WHAT THE TASK ASKS:
Restate the whole of the data verbatim, omitting nothing.

Data items:
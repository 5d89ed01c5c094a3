// standard library
use std::fs::File;
use std::io::{BufRead, BufReader};
use std::path::Path;

// internal modules
use crate::comments::{is_blank_or_line_comment, strip_block_comments};
use crate::error::Result;
use crate::parsers::{attribute_statement, Statement};
use crate::record::{Attribute, EquationRecord};

// external crates
use log::{debug, trace};

/// Read every variable record from an `equations.h` file
///
/// Records are returned in order of the first appearance of their index. A
/// file with no recognised statements gives an empty list. Failing to open or
/// read the file is the only error.
///
/// ```rust, no_run
/// # use pfmc_equations::read_equations_file;
/// let records = read_equations_file("./equations.h").unwrap();
/// for record in &records {
///     println!("{} is a {} variable", record.name, record.kind);
/// }
/// ```
pub fn read_equations_file<P: AsRef<Path>>(path: P) -> Result<Vec<EquationRecord>> {
    let file = File::open(path)?;
    read_equations(BufReader::new(file))
}

/// Read every variable record from any buffered source
///
/// Same as [read_equations_file()] for text that is already in memory.
///
/// ```rust
/// # use pfmc_equations::read_equations;
/// let text = "set_variable_name(0,\"c\");\n/* set_variable_name(1,\"n\"); */";
/// let records = read_equations(text.as_bytes()).unwrap();
/// assert_eq!(records.len(), 1);
/// assert_eq!(records[0].name, "c");
/// ```
pub fn read_equations<R: BufRead>(reader: R) -> Result<Vec<EquationRecord>> {
    let mut scanner = Scanner::new();
    for line in reader.lines() {
        scanner.scan_line(&line?);
    }
    debug!("Found {} variable records", scanner.records.len());
    Ok(scanner.records)
}

/// Index and value of a setter call for `attribute`, if `line` is one
///
/// The value has surrounding double quotes removed. Malformed calls are
/// logged and treated as a non-match.
///
/// ```rust
/// # use pfmc_equations::{match_attribute, Attribute};
/// let line = "set_variable_name\t\t(1,\"mu\");";
/// assert_eq!(match_attribute(line, Attribute::Name), Some(("1", "mu")));
/// assert_eq!(match_attribute(line, Attribute::Kind), None);
/// assert_eq!(match_attribute("set_variable_name(1 \"mu\");", Attribute::Name), None);
/// ```
pub fn match_attribute(line: &str, attribute: Attribute) -> Option<(&str, &str)> {
    match attribute_statement(line, attribute) {
        Statement::Setter(index, value) => Some((index, value)),
        Statement::Unrelated | Statement::Malformed => None,
    }
}

/// Apply a single attribute statement to a collection of records
///
/// If `line` (already trimmed and free of comments) calls the setter for
/// `attribute`, the record for its index is updated, or created with defaults
/// and appended if this is the first mention. Anything else leaves `records`
/// unchanged.
///
/// ```rust
/// # use pfmc_equations::{apply_attribute, Attribute};
/// let mut records = Vec::new();
/// apply_attribute(&mut records, "set_variable_type(0,VECTOR);", Attribute::Kind);
/// apply_attribute(&mut records, "set_variable_name(0,\"u\");", Attribute::Name);
/// apply_attribute(&mut records, "set_variable_name(0,\"u\");", Attribute::Kind);
///
/// assert_eq!(records.len(), 1);
/// assert_eq!(records[0].name, "u");
/// assert_eq!(records[0].kind.to_string(), "VECTOR");
/// ```
pub fn apply_attribute(records: &mut Vec<EquationRecord>, line: &str, attribute: Attribute) {
    let Some((index, value)) = match_attribute(line, attribute) else {
        return;
    };

    match records.iter_mut().find(|r| r.index == index) {
        Some(record) => record.set(attribute, value),
        None => {
            let mut record = EquationRecord::new(index);
            record.set(attribute, value);
            records.push(record);
        }
    }
}

/// Line-by-line state for a single pass over a file
struct Scanner {
    in_block_comment: bool,
    records: Vec<EquationRecord>,
}

impl Scanner {
    fn new() -> Self {
        Self {
            in_block_comment: false,
            records: Vec::new(),
        }
    }

    fn scan_line(&mut self, raw: &str) {
        // skipped before block comments are considered at all
        if is_blank_or_line_comment(raw) {
            return;
        }

        let (code, in_block_comment) = strip_block_comments(raw, self.in_block_comment);
        self.in_block_comment = in_block_comment;

        let code = code.trim();
        if code.is_empty() {
            return;
        }
        trace!("Code: {code:?}");

        for attribute in Attribute::ALL {
            apply_attribute(&mut self.records, code, attribute);
        }
    }
}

ANSWER BELOW:
repository 5d89ed01c5c094a3
// standard library
use std::fs::File;
use std::io::{BufRead, BufReader};
use std::path::Path;

// internal modules
use crate::comments::{is_blank_or_line_comment, strip_block_comments};
use crate::error::Result;
use crate::parsers::{attribute_statement, Statement};
use crate::record::{Attribute, EquationRecord};

// external crates
use log::{debug, trace};

/// Read every variable record from an `equations.h` file
///
/// Records are returned in order of the first appearance of their index. A
/// file with no recognised statements gives an empty list. Failing to open or
/// read the file is the only error.
///
/// ```rust, no_run
/// # use pfmc_equations::read_equations_file;
/// let records = read_equations_file("./equations.h").unwrap();
/// for record in &records {
///     println!("{} is a {} variable", record.name, record.kind);
/// }
/// ```
pub fn read_equations_file<P: AsRef<Path>>(path: P) -> Result<Vec<EquationRecord>> {
    let file = File::open(path)?;
    read_equations(BufReader::new(file))
}

/// Read every variable record from any buffered source
///
/// Same as [read_equations_file()] for text that is already in memory.
///
/// ```rust
/// # use pfmc_equations::read_equations;
/// let text = "set_variable_name(0,\"c\");\n/* set_variable_name(1,\"n\"); */";
/// let records = read_equations(text.as_bytes()).unwrap();
/// assert_eq!(records.len(), 1);
/// assert_eq!(records[0].name, "c");
/// ```
pub fn read_equations<R: BufRead>(reader: R) -> Result<Vec<EquationRecord>> {
    let mut scanner = Scanner::new();
    for line in reader.lines() {
        scanner.scan_line(&line?);
    }
    debug!("Found {} variable records", scanner.records.len());
    Ok(scanner.records)
}

/// Index and value of a setter call for `attribute`, if `line` is one
///
/// The value has surrounding double quotes removed. Malformed calls are
/// logged and treated as a non-match.
///
/// ```rust
/// # use pfmc_equations::{match_attribute, Attribute};
/// let line = "set_variable_name\t\t(1,\"mu\");";
/// assert_eq!(match_attribute(line, Attribute::Name), Some(("1", "mu")));
/// assert_eq!(match_attribute(line, Attribute::Kind), None);
/// assert_eq!(match_attribute("set_variable_name(1 \"mu\");", Attribute::Name), None);
/// ```
pub fn match_attribute(line: &str, attribute: Attribute) -> Option<(&str, &str)> {
    match attribute_statement(line, attribute) {
        Statement::Setter(index, value) => Some((index, value)),
        Statement::Unrelated | Statement::Malformed => None,
    }
}

/// Apply a single attribute statement to a collection of records
///
/// If `line` (already trimmed and free of comments) calls the setter for
/// `attribute`, the record for its index is updated, or created with defaults
/// and appended if this is the first mention. Anything else leaves `records`
/// unchanged.
///
/// ```rust
/// # use pfmc_equations::{apply_attribute, Attribute};
/// let mut records = Vec::new();
/// apply_attribute(&mut records, "set_variable_type(0,VECTOR);", Attribute::Kind);
/// apply_attribute(&mut records, "set_variable_name(0,\"u\");", Attribute::Name);
/// apply_attribute(&mut records, "set_variable_name(0,\"u\");", Attribute::Kind);
///
/// assert_eq!(records.len(), 1);
/// assert_eq!(records[0].name, "u");
/// assert_eq!(records[0].kind.to_string(), "VECTOR");
/// ```
pub fn apply_attribute(records: &mut Vec<EquationRecord>, line: &str, attribute: Attribute) {
    let Some((index, value)) = match_attribute(line, attribute) else {
        return;
    };

    match records.iter_mut().find(|r| r.index == index) {
        Some(record) => record.set(attribute, value),
        None => {
            let mut record = EquationRecord::new(index);
            record.set(attribute, value);
            records.push(record);
        }
    }
}

/// Line-by-line state for a single pass over a file
struct Scanner {
    in_block_comment: bool,
    records: Vec<EquationRecord>,
}

impl Scanner {
    fn new() -> Self {
        Self {
            in_block_comment: false,
            records: Vec::new(),
        }
    }

    fn scan_line(&mut self, raw: &str) {
        // skipped before block comments are considered at all
        if is_blank_or_line_comment(raw) {
            return;
        }

        let (code, in_block_comment) = strip_block_comments(raw, self.in_block_comment);
        self.in_block_comment = in_block_comment;

        let code = code.trim();
        if code.is_empty() {
            return;
        }
        trace!("Code: {code:?}");

        for attribute in Attribute::ALL {
            apply_attribute(&mut self.records, code, attribute);
        }
    }
}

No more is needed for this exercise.